# Oakley's saved my life.



## legallyillegal (Oct 6, 2008)

i have a tiger-repelling rock


----------



## iSHRED9.0 (Nov 4, 2010)

hmmmm, what are you trying to say? a rock, that repels down tigers?


----------



## HoboMaster (May 16, 2010)

I wouldn't feel too much like a douche, it's his fault as much as it is yours. It would be one thing if you decieded to have a picnic on the other side of a designated jump, but you merely stopped on the other side of a hump. Now I'm not saying that stopping on the other side of a hump where people can't see you is a good idea in anyway. It's just that it's a common occurrence so when you are the badass rider who jumps off everything, you have to factor that into your equation.

More then anything it was just being in the wrong place at the wrong time :dunno:

And yay for Oakley's


----------



## john doe (Nov 6, 2009)

Stuff like this is why I wear my helmet at all times when boarding. Just too large of a chance of someone not being able to avoid due to the conditions.

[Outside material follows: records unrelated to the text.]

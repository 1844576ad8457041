//! Roadmap CLI entry point.

use std::{process, str::FromStr};

use clap::Parser;
use log::{LevelFilter, debug, error, info};

use roadmap_cli::Args;

fn main() {
    // Parse configuration first
    let args = Args::parse();

    // Initialize the logger with the specified log level
    let log_level = LevelFilter::from_str(&args.log_level).unwrap_or_else(|_| {
        eprintln!(
            "Invalid log level: {}. Using 'info' instead.",
            args.log_level
        );
        LevelFilter::Info
    });

    env_logger::Builder::from_env(env_logger::Env::default())
        .filter_level(log_level)
        .init();

    info!(log_level:?; "Starting roadmap");
    debug!(args:?; "Parsed arguments");

    // Run the application
    if let Err(err) = roadmap_cli::run(&args) {
        error!(err:err; "Run failed");
        process::exit(1);
    }

    info!("Completed successfully");
}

I'm always cautious but even I took out a girl on accident once. Coming around a curve a newb girl gets up with out looking and starts sliding into my path. Clipped her board and down she went.


----------



## bakesale (Nov 28, 2008)

Wait, what the fuck does having a collision with another rider have to do with your fucking "oakleys"? So they didn't get scratched and you didn't get a concussion. The goggles protect maybe an 8th of your head and they don't do it very well either. Basically you got lucky the way he hit you and didn't get injured. Some times thats just how it goes.




> however the purpose of this post is that my Oakley O-Frame goggles left me without a scratch, bump, or bruise. And my goggles weren't even the slightest bit scratched or broken or anything. Buy Oakleys.


GTFO Shill


----------



## HoboMaster (May 16, 2010)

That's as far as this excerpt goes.